Estudo brasileiro identifica novas formas de HER2 ligadas à resistência no câncer de mama

Pesquisadores do Hospital Sírio-Libanês identificaram novas variações da proteína HER2, que participa do crescimento de alguns tumores de mama e é alvo de terapias específicas. O estudo, publicado na revista científica Genome Research, ampliou de cerca de 20 para 90 o número de formas conhecidas da proteína e pode ajudar a explicar por que determinados tumores apresentam respostas diferentes aos medicamentos.

A equipe analisou 561 amostras de câncer de mama disponíveis no The Cancer Genome Atlas (TCGA), além de linhagens celulares cultivadas em laboratório. Os pesquisadores observaram que algumas variantes da HER2 apresentam alterações que podem impedir a ligação dos anticorpos utilizados por determinados tratamentos. Testes com células consideradas resistentes ou sensíveis a medicamentos reforçaram a associação entre essas variantes e a resposta às terapias.

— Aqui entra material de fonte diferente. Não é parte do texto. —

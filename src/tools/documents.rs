use async_trait::async_trait;
use serde::{Deserialize, Serialize};
use serde_json::{json, Value};
use std::sync::Arc;

use super::{check_range, Tool};
use crate::analysis::{
    calculate_basic_stats, calculate_readability, calculate_sentiment, extract_keywords,
    rank_by_similarity, BasicStats, Keyword, Readability, Sentiment,
};
use crate::documents::{
    CollectionStats, Document, DocumentMetadata, DocumentStore, DocumentSummary, NewDocument,
};
use crate::error::{ToolError, ToolResult};

const DOCUMENT_KEYWORDS: usize = 10;
const BATCH_KEYWORDS: usize = 5;
const ANALYSIS_TYPES: [&str; 5] = ["sentiment", "keywords", "readability", "stats", "all"];

fn default_limit() -> i64 {
    10
}

fn non_empty(text: &str, message: &str) -> ToolResult<()> {
    if text.trim().is_empty() {
        Err(ToolError::invalid(message))
    } else {
        Ok(())
    }
}

fn limit_error(max: usize) -> String {
    format!("Limit must be between 1 and {}", max)
}

pub struct AnalyzeDocument {
    store: Arc<DocumentStore>,
}

impl AnalyzeDocument {
    pub fn new(store: Arc<DocumentStore>) -> Self {
        Self { store }
    }
}

#[derive(Debug, Deserialize)]
pub struct DocumentIdInput {
    pub document_id: String,
}

#[derive(Debug, Serialize)]
pub struct TextAnalysis {
    pub sentiment: Sentiment,
    pub keywords: Vec<Keyword>,
    pub readability: Readability,
    pub basic_stats: BasicStats,
}

#[derive(Debug, Serialize)]
pub struct DocumentAnalysis {
    pub document_id: String,
    pub title: String,
    pub author: String,
    pub category: String,
    pub analysis: TextAnalysis,
    pub metadata: DocumentMetadata,
}

#[async_trait]
impl Tool for AnalyzeDocument {
    type Input = DocumentIdInput;
    type Output = DocumentAnalysis;

    fn name(&self) -> &str {
        "analyze_document"
    }

    fn description(&self) -> &str {
        "Perform comprehensive analysis of a document by ID: sentiment, keywords, readability and basic statistics"
    }

    fn input_schema(&self) -> Value {
        json!({
            "type": "object",
            "properties": {
                "document_id": { "type": "string", "description": "The ID of the document to analyze" }
            },
            "required": ["document_id"]
        })
    }

    async fn run(&self, input: DocumentIdInput) -> ToolResult<DocumentAnalysis> {
        let doc = self
            .store
            .read(|data| data.find(&input.document_id).cloned())
            .await
            .ok_or_else(|| {
                ToolError::not_found(format!("Document with ID '{}' not found", input.document_id))
            })?;

        log::info!("Documents: analyzing {}", doc.id);
        let content = &doc.content;
        Ok(DocumentAnalysis {
            analysis: TextAnalysis {
                sentiment: calculate_sentiment(content),
                keywords: extract_keywords(content, DOCUMENT_KEYWORDS),
                readability: calculate_readability(content),
                basic_stats: calculate_basic_stats(content),
            },
            document_id: input.document_id,
            title: doc.title,
            author: doc.author,
            category: doc.category,
            metadata: doc.metadata,
        })
    }
}

pub struct GetSentiment;

#[derive(Debug, Deserialize)]
pub struct TextInput {
    pub text: String,
}

#[async_trait]
impl Tool for GetSentiment {
    type Input = TextInput;
    type Output = Sentiment;

    fn name(&self) -> &str {
        "get_sentiment"
    }

    fn description(&self) -> &str {
        "Analyze the sentiment of any text"
    }

    fn input_schema(&self) -> Value {
        json!({
            "type": "object",
            "properties": {
                "text": { "type": "string", "description": "Text to analyze" }
            },
            "required": ["text"]
        })
    }

    async fn run(&self, input: TextInput) -> ToolResult<Sentiment> {
        non_empty(&input.text, "Text cannot be empty")?;
        Ok(calculate_sentiment(&input.text))
    }
}

pub struct ExtractKeywords {
    max_limit: usize,
}

impl ExtractKeywords {
    pub fn new(max_limit: usize) -> Self {
        Self { max_limit }
    }
}

#[derive(Debug, Deserialize)]
pub struct KeywordsInput {
    pub text: String,
    #[serde(default = "default_limit")]
    pub limit: i64,
}

#[derive(Debug, Serialize)]
pub struct KeywordsOutput {
    pub keywords: Vec<Keyword>,
    pub total_found: usize,
    pub limit_applied: i64,
}

#[async_trait]
impl Tool for ExtractKeywords {
    type Input = KeywordsInput;
    type Output = KeywordsOutput;

    fn name(&self) -> &str {
        "extract_keywords"
    }

    fn description(&self) -> &str {
        "Extract keywords from text using TF-IDF weighting"
    }

    fn input_schema(&self) -> Value {
        json!({
            "type": "object",
            "properties": {
                "text": { "type": "string", "description": "Text to extract keywords from" },
                "limit": { "type": "integer", "minimum": 1, "maximum": self.max_limit, "default": 10 }
            },
            "required": ["text"]
        })
    }

    async fn run(&self, input: KeywordsInput) -> ToolResult<KeywordsOutput> {
        non_empty(&input.text, "Text cannot be empty")?;
        let limit = check_range(input.limit, 1, self.max_limit as i64, &limit_error(self.max_limit))?;

        let keywords = extract_keywords(&input.text, limit as usize);
        Ok(KeywordsOutput {
            total_found: keywords.len(),
            keywords,
            limit_applied: limit,
        })
    }
}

Segundo os pesquisadores, as diferenças estão relacionadas ao splicing alternativo, processo que permite ao mesmo gene originar versões distintas de uma proteína. A descoberta ainda precisa de validação clínica e não significa que todas as pessoas com tumores HER2 tenham resistência aos tratamentos. Entre os próximos passos estão investigar essa relação em pacientes e ampliar as pesquisas para outros tipos de câncer, como o de pulmão.